_WHAT TO PRODUCE_
Set down all of the lines below exactly as they are given.

_Stored data entries_
▬▬▬

//! LLM客户端 - 提供统一的LLM服务接口

use anyhow::{Result, anyhow};
use async_trait::async_trait;
use std::future::Future;
use std::time::Duration;

use crate::config::LLMConfig;

mod providers;

use providers::ProviderClient;

/// 文本生成能力
///
/// 对比与文档生成只依赖这个特征，测试中可以替换为固定输出或必然失败的实现。
#[async_trait]
pub trait TextGenerator: Send + Sync {
    async fn generate(&self, system_prompt: &str, user_prompt: &str) -> Result<String>;
}

/// LLM客户端 - 提供统一的LLM服务接口
#[derive(Clone)]
pub struct LLMClient {
    config: LLMConfig,
    client: ProviderClient,
}

impl LLMClient {
    /// 创建新的LLM客户端
    pub fn new(config: LLMConfig) -> Result<Self> {
        let client = ProviderClient::new(&config)?;
        Ok(Self { client, config })
    }

    /// 检查模型连接和功能是否正常
    pub async fn check_connection(&self) -> Result<()> {
        println!("🔄 正在检查模型连接...");
        match self.prompt("You are a helpful assistant.", "Hello").await {
            Ok(_) => {
                println!("✅ 模型连接正常");
                Ok(())
            }
            Err(e) => {
                eprintln!("❌ 模型连接失败: {}", e);
                Err(e)
            }
        }
    }

    /// 通用重试逻辑，用于处理异步操作的重试机制
    async fn retry_with_backoff<T, F, Fut>(&self, operation: F) -> Result<T>
    where
        F: Fn() -> Fut,
        Fut: Future<Output = Result<T, anyhow::Error>>,
    {
        let max_retries = self.config.retry_attempts.max(1);
        let retry_delay_ms = self.config.retry_delay_ms;
        let mut retries = 0;

        loop {
            match operation().await {
                Ok(result) => return Ok(result),
                Err(err) => {
                    retries += 1;
                    tracing::warn!(
                        attempt = retries,
                        max_attempts = max_retries,
                        error = %err,
                        "model call failed"
                    );
                    if retries >= max_retries {
                        return Err(err);
                    }
                    tokio::time::sleep(Duration::from_millis(retry_delay_ms)).await;
                }
            }
        }
    }

    /// 单轮对话，每次尝试都受超时限制，空白输出视为失败
    pub async fn prompt(&self, system_prompt: &str, user_prompt: &str) -> Result<String> {
        let agent = self
            .client
            .create_agent(&self.config.model, system_prompt, &self.config)?;
        let timeout = Duration::from_secs(self.config.timeout_seconds);

        self.retry_with_backoff(|| async {
            let text = tokio::time::timeout(timeout, agent.prompt(user_prompt))
                .await
                .map_err(|_| anyhow!("model call timed out after {}s", timeout.as_secs()))??;
            if text.trim().is_empty() {
                return Err(anyhow!("model returned an empty response"));
            }
            Ok(text)
        })
        .await
    }
}

#[async_trait]
impl TextGenerator for LLMClient {
    async fn generate(&self, system_prompt: &str, user_prompt: &str) -> Result<String> {
        self.prompt(system_prompt, user_prompt).await
    }
}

▬▬▬

_THE ANSWER_
//! LLM客户端 - 提供统一的LLM服务接口

use anyhow::{Result, anyhow};
use async_trait::async_trait;
use std::future::Future;
use std::time::Duration;

use crate::config::LLMConfig;

mod providers;

use providers::ProviderClient;

/// 文本生成能力
///
/// 对比与文档生成只依赖这个特征，测试中可以替换为固定输出或必然失败的实现。
#[async_trait]
pub trait TextGenerator: Send + Sync {
    async fn generate(&self, system_prompt: &str, user_prompt: &str) -> Result<String>;
}

/// LLM客户端 - 提供统一的LLM服务接口
#[derive(Clone)]
pub struct LLMClient {
    config: LLMConfig,
    client: ProviderClient,
}

impl LLMClient {
    /// 创建新的LLM客户端
    pub fn new(config: LLMConfig) -> Result<Self> {
        let client = ProviderClient::new(&config)?;
        Ok(Self { client, config })
    }

    /// 检查模型连接和功能是否正常
    pub async fn check_connection(&self) -> Result<()> {
        println!("🔄 正在检查模型连接...");
        match self.prompt("You are a helpful assistant.", "Hello").await {
            Ok(_) => {
                println!("✅ 模型连接正常");
                Ok(())
            }
            Err(e) => {
                eprintln!("❌ 模型连接失败: {}", e);
                Err(e)
            }
        }
    }

    /// 通用重试逻辑，用于处理异步操作的重试机制
    async fn retry_with_backoff<T, F, Fut>(&self, operation: F) -> Result<T>
    where
        F: Fn() -> Fut,
        Fut: Future<Output = Result<T, anyhow::Error>>,
    {
        let max_retries = self.config.retry_attempts.max(1);
        let retry_delay_ms = self.config.retry_delay_ms;
        let mut retries = 0;

        loop {
            match operation().await {
                Ok(result) => return Ok(result),
                Err(err) => {
                    retries += 1;
                    tracing::warn!(
                        attempt = retries,
                        max_attempts = max_retries,
                        error = %err,
                        "model call failed"
                    );
                    if retries >= max_retries {
                        return Err(err);
                    }
                    tokio::time::sleep(Duration::from_millis(retry_delay_ms)).await;
                }
            }
        }
    }

    /// 单轮对话，每次尝试都受超时限制，空白输出视为失败
    pub async fn prompt(&self, system_prompt: &str, user_prompt: &str) -> Result<String> {
        let agent = self
            .client
            .create_agent(&self.config.model, system_prompt, &self.config)?;
        let timeout = Duration::from_secs(self.config.timeout_seconds);

        self.retry_with_backoff(|| async {
            let text = tokio::time::timeout(timeout, agent.prompt(user_prompt))
                .await
                .map_err(|_| anyhow!("model call timed out after {}s", timeout.as_secs()))??;
            if text.trim().is_empty() {
                return Err(anyhow!("model returned an empty response"));
            }
            Ok(text)
        })
        .await
    }
}

#[async_trait]
impl TextGenerator for LLMClient {
    async fn generate(&self, system_prompt: &str, user_prompt: &str) -> Result<String> {
        self.prompt(system_prompt, user_prompt).await
    }
}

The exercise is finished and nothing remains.